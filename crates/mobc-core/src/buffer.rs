//! Backing buffer shared between an artifact, the loaded module and every
//! zero-copy view derived from it.
//!
//! A [`BackingBuffer`] is an `Arc` around immutable storage. Cloning it extends
//! the lifetime of the bytes; the memory is released when the last clone (the
//! module, a tensor view, the loader) drops. Storage is either an owned boxed
//! slice or, with the `mmap` feature, a read-only memory map.

use std::{
    fmt,
    fs,
    io::{self, Read},
    ops::{Deref, Range},
    path::Path,
    sync::Arc,
};

enum Storage {
    Owned(Box<[u8]>),
    #[cfg(feature = "mmap")]
    Mapped(memmap2::Mmap),
}

impl Storage {
    fn as_slice(&self) -> &[u8] {
        match self {
            Self::Owned(b) => b,
            #[cfg(feature = "mmap")]
            Self::Mapped(m) => m,
        }
    }
}

/// Immutable, reference-counted block of bytes.
#[derive(Clone)]
pub struct BackingBuffer {
    inner: Arc<Storage>,
}

impl BackingBuffer {
    /// Take ownership of an in-memory vector.
    pub fn from_vec(bytes: Vec<u8>) -> Self {
        Self { inner: Arc::new(Storage::Owned(bytes.into_boxed_slice())) }
    }

    /// Copy a slice into a fresh buffer.
    pub fn copy_from_slice(bytes: &[u8]) -> Self { Self::from_vec(bytes.to_vec()) }

    /// Read exactly `size` bytes from `reader`.
    ///
    /// A short read is an [`io::ErrorKind::UnexpectedEof`] error: a partially
    /// populated buffer is never handed out.
    pub fn from_reader_exact<R: Read>(mut reader: R, size: usize) -> io::Result<Self> {
        let mut bytes = vec![0u8; size];
        reader.read_exact(&mut bytes)?;
        Ok(Self::from_vec(bytes))
    }

    /// Read a whole stream until EOF.
    pub fn from_reader<R: Read>(mut reader: R) -> io::Result<Self> {
        let mut bytes = Vec::new();
        reader.read_to_end(&mut bytes)?;
        Ok(Self::from_vec(bytes))
    }

    /// Read a whole file; the declared size (metadata) must be fully read.
    pub fn read_file<P: AsRef<Path>>(path: P) -> io::Result<Self> {
        let file = fs::File::open(path)?;
        let size = usize::try_from(file.metadata()?.len())
            .map_err(|_| io::Error::new(io::ErrorKind::InvalidData, "file too large for this platform"))?;
        Self::from_reader_exact(file, size)
    }

    /// Map a file read-only. The mapping lives as long as the last clone.
    ///
    /// The caller must not truncate or rewrite the file while it is mapped.
    #[cfg(feature = "mmap")]
    #[allow(unsafe_code)]
    pub fn map_file<P: AsRef<Path>>(path: P) -> io::Result<Self> {
        let file = fs::File::open(path)?;
        // SAFETY: read-only mapping; concurrent modification of the file is
        // excluded by the documented contract above.
        let map = unsafe { memmap2::Mmap::map(&file)? };
        Ok(Self { inner: Arc::new(Storage::Mapped(map)) })
    }

    /// Total size in bytes.
    pub fn len(&self) -> usize { self.as_slice().len() }

    /// True if the buffer holds no byte.
    pub fn is_empty(&self) -> bool { self.len() == 0 }

    /// Borrow the whole buffer.
    pub fn as_slice(&self) -> &[u8] { self.inner.as_slice() }

    /// Number of live handles (buffer clones and views).
    pub fn strong_count(&self) -> usize { Arc::strong_count(&self.inner) }

    /// True if both handles share the same storage.
    pub fn ptr_eq(&self, other: &Self) -> bool { Arc::ptr_eq(&self.inner, &other.inner) }

    /// Stable identity of the storage, used to detect aliasing views.
    pub fn storage_id(&self) -> usize { Arc::as_ptr(&self.inner).cast::<u8>() as usize }

    /// Zero-copy view over `range`; `None` if the range is out of bounds.
    pub fn view(&self, range: Range<usize>) -> Option<BufferView> {
        if range.start > range.end || range.end > self.len() {
            return None;
        }
        Some(BufferView { buf: self.clone(), range })
    }

    /// View over the whole buffer.
    pub fn full_view(&self) -> BufferView {
        BufferView { buf: self.clone(), range: 0..self.len() }
    }
}

impl Deref for BackingBuffer {
    type Target = [u8];
    fn deref(&self) -> &[u8] { self.as_slice() }
}

impl AsRef<[u8]> for BackingBuffer {
    fn as_ref(&self) -> &[u8] { self.as_slice() }
}

impl fmt::Debug for BackingBuffer {
    fn fmt(&self, f: &mut fmt::Formatter<'_>) -> fmt::Result {
        f.debug_struct("BackingBuffer")
            .field("len", &self.len())
            .field("refs", &self.strong_count())
            .finish()
    }
}

impl From<Vec<u8>> for BackingBuffer {
    fn from(v: Vec<u8>) -> Self { Self::from_vec(v) }
}

/// Range of a [`BackingBuffer`]; keeps the whole buffer alive.
#[derive(Clone)]
pub struct BufferView {
    buf: BackingBuffer,
    range: Range<usize>,
}

impl BufferView {
    /// View owning a fresh buffer (for values built in memory).
    pub fn from_vec(bytes: Vec<u8>) -> Self { BackingBuffer::from_vec(bytes).full_view() }

    /// Underlying buffer.
    pub fn buffer(&self) -> &BackingBuffer { &self.buf }

    /// Byte range inside the underlying buffer.
    pub fn range(&self) -> Range<usize> { self.range.clone() }

    /// Length of the view.
    pub fn len(&self) -> usize { self.range.len() }

    /// True if the view is empty.
    pub fn is_empty(&self) -> bool { self.range.is_empty() }

    /// Borrow the viewed bytes.
    pub fn as_slice(&self) -> &[u8] { &self.buf.as_slice()[self.range.clone()] }

    /// Sub-view relative to this view; `None` if out of bounds.
    pub fn slice(&self, range: Range<usize>) -> Option<Self> {
        if range.start > range.end || range.end > self.len() {
            return None;
        }
        let start = self.range.start + range.start;
        Some(Self { buf: self.buf.clone(), range: start..start + range.len() })
    }

    /// True if both views cover the same bytes of the same storage.
    pub fn aliases(&self, other: &Self) -> bool { self.buf.ptr_eq(&other.buf) && self.range == other.range }
}

impl Deref for BufferView {
    type Target = [u8];
    fn deref(&self) -> &[u8] { self.as_slice() }
}

impl AsRef<[u8]> for BufferView {
    fn as_ref(&self) -> &[u8] { self.as_slice() }
}

impl PartialEq for BufferView {
    fn eq(&self, other: &Self) -> bool { self.as_slice() == other.as_slice() }
}

impl Eq for BufferView {}

impl fmt::Debug for BufferView {
    fn fmt(&self, f: &mut fmt::Formatter<'_>) -> fmt::Result {
        write!(f, "BufferView({}..{} of {})", self.range.start, self.range.end, self.buf.len())
    }
}

#[cfg(test)]
mod tests {
    use super::*;
    use std::io::Cursor;

    #[test]
    fn views_extend_buffer_lifetime() {
        let buf = BackingBuffer::from_vec(vec![1, 2, 3, 4, 5]);
        let view = buf.view(1..4).unwrap();
        assert_eq!(buf.strong_count(), 2);
        drop(buf);
        assert_eq!(&*view, &[2, 3, 4]);
        assert_eq!(view.buffer().strong_count(), 1);
    }

    #[test]
    fn out_of_range_views_are_rejected() {
        let buf = BackingBuffer::from_vec(vec![0; 4]);
        assert!(buf.view(2..5).is_none());
        let v = buf.view(1..3).unwrap();
        assert!(v.slice(1..3).is_none());
        assert_eq!(v.slice(1..2).unwrap().range(), 2..3);
    }

    #[test]
    fn short_read_is_an_io_error() {
        let err = BackingBuffer::from_reader_exact(Cursor::new(vec![0u8; 3]), 8).unwrap_err();
        assert_eq!(err.kind(), io::ErrorKind::UnexpectedEof);
    }

    #[test]
    fn read_file_takes_whole_content() -> io::Result<()> {
        let dir = tempfile::tempdir()?;
        let path = dir.path().join("blob.bin");
        fs::write(&path, b"abcdef")?;
        let buf = BackingBuffer::read_file(&path)?;
        assert_eq!(buf.as_slice(), b"abcdef");
        Ok(())
    }

    #[cfg(feature = "mmap")]
    #[test]
    fn mapped_file_serves_views_like_an_owned_buffer() -> io::Result<()> {
        let dir = tempfile::tempdir()?;
        let path = dir.path().join("blob.bin");
        fs::write(&path, b"abcdef")?;
        let mapped = BackingBuffer::map_file(&path)?;
        assert_eq!(mapped.as_slice(), BackingBuffer::read_file(&path)?.as_slice());
        let view = mapped.view(2..5).unwrap();
        drop(mapped);
        assert_eq!(&*view, b"cde");
        Ok(())
    }

    #[test]
    fn aliasing_requires_same_storage_and_range() {
        let a = BackingBuffer::from_vec(vec![9; 8]);
        let b = BackingBuffer::from_vec(vec![9; 8]);
        assert!(a.full_view().aliases(&a.full_view()));
        assert!(!a.full_view().aliases(&b.full_view()));
        assert_eq!(a.full_view(), b.full_view());
    }
}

################

[EXERCISE DESCRIPTION]: Only the lines containing the string "fresh" are needed; pull them out of the records.

[ANSWER SPACE]:
    /// Copy a slice into a fresh buffer.
    /// View owning a fresh buffer (for values built in memory).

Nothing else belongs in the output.